Task to carry out → Determine the number of lines below that contain "PackageSettings". Write nothing but that number.

Collected data
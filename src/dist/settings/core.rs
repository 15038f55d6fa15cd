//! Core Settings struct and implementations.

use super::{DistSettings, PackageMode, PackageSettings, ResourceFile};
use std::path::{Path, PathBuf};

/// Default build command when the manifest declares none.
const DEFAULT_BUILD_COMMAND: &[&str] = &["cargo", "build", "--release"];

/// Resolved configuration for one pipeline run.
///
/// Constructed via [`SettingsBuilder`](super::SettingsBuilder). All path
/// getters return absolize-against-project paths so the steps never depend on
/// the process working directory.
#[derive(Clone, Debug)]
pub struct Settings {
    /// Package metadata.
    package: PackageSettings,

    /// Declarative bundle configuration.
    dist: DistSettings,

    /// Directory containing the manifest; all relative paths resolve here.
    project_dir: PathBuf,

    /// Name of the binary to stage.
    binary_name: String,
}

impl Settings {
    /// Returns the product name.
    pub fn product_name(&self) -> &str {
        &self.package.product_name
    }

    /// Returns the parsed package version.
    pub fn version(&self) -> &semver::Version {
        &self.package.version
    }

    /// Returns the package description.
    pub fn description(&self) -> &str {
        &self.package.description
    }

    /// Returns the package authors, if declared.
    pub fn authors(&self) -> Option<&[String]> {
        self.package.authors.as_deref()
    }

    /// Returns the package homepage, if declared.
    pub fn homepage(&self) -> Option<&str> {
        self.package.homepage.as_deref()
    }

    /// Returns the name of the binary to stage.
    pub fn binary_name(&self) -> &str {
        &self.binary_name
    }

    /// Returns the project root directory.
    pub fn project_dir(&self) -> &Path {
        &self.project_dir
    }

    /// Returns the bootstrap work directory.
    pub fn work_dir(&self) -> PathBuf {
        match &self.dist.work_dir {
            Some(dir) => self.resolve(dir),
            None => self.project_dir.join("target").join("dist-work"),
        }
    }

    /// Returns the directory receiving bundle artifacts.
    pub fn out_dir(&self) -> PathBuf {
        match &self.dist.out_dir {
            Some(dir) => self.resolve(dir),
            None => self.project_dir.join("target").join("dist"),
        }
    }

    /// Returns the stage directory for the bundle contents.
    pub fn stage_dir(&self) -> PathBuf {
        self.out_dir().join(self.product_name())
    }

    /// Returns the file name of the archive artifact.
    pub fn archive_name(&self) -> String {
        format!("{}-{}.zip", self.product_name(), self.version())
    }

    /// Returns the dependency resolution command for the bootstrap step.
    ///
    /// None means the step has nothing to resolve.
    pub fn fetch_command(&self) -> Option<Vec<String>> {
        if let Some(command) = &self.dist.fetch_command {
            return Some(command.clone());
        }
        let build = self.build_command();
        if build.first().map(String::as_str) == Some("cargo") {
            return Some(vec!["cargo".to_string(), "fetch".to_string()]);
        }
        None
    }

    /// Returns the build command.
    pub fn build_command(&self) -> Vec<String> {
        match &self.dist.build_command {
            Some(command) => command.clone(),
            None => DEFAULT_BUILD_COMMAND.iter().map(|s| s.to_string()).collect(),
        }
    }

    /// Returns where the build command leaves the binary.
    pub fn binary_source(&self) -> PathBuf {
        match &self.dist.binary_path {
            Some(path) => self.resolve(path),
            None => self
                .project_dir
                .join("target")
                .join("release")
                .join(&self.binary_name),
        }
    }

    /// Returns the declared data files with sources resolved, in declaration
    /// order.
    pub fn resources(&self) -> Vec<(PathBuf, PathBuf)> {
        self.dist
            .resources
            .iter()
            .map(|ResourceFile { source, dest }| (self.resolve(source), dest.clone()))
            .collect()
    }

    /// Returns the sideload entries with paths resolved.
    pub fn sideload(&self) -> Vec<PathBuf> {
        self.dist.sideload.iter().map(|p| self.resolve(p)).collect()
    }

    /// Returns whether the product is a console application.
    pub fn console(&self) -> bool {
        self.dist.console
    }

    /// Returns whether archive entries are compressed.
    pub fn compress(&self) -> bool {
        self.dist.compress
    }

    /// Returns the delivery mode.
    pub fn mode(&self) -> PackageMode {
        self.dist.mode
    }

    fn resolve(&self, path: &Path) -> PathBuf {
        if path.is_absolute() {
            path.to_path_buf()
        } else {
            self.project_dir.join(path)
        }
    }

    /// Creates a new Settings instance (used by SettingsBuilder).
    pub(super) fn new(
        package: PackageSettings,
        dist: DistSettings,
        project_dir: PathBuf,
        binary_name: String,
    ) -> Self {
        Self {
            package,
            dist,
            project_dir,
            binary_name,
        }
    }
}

==

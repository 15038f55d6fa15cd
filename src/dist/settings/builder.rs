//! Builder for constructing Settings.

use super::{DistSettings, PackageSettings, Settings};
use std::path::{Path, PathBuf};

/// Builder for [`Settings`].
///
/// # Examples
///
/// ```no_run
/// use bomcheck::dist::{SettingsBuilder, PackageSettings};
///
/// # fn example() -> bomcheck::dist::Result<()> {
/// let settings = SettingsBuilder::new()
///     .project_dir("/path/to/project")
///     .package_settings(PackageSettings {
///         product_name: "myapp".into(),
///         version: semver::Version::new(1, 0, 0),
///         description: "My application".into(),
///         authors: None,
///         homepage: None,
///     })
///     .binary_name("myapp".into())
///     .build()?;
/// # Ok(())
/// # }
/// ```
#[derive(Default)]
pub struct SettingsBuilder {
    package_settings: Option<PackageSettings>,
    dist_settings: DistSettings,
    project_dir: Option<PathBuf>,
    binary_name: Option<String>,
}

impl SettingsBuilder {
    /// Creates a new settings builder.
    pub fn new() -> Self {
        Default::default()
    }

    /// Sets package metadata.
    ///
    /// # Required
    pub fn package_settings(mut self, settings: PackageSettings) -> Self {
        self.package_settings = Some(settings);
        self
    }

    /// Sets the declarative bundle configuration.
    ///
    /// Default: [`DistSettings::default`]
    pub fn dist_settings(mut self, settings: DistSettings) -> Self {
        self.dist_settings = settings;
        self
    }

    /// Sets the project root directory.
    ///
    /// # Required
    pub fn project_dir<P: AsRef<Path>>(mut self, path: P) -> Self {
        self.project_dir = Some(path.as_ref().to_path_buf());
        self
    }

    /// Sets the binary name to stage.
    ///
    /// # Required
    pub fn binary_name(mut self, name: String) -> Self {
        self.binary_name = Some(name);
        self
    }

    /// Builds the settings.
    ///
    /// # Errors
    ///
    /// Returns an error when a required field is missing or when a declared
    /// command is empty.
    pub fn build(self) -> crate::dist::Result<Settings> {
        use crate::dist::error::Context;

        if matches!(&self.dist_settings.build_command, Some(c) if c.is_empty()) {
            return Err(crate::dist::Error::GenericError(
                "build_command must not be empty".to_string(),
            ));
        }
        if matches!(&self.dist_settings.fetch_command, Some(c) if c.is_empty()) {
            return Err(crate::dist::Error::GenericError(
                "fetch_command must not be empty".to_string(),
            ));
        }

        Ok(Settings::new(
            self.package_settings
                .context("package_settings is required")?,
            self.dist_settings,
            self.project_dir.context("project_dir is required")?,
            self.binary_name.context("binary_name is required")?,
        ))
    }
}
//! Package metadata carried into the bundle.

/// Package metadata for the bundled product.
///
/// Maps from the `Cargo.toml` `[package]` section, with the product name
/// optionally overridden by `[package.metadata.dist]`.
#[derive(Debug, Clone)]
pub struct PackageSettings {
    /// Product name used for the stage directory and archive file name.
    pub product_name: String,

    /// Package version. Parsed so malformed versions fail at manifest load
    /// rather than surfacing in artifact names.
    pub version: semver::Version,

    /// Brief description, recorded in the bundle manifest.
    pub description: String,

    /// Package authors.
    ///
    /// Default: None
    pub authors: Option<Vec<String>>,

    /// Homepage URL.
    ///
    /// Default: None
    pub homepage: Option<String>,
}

* * *

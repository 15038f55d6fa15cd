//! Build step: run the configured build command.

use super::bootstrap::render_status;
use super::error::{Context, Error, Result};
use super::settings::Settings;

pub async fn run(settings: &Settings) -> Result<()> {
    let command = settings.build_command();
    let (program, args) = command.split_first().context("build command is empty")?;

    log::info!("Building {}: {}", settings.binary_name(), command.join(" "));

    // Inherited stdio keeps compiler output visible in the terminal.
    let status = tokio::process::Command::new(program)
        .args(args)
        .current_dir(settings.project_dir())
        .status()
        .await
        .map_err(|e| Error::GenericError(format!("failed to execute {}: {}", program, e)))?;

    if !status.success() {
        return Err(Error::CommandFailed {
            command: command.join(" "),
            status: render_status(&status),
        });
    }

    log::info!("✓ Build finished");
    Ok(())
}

Answer → 9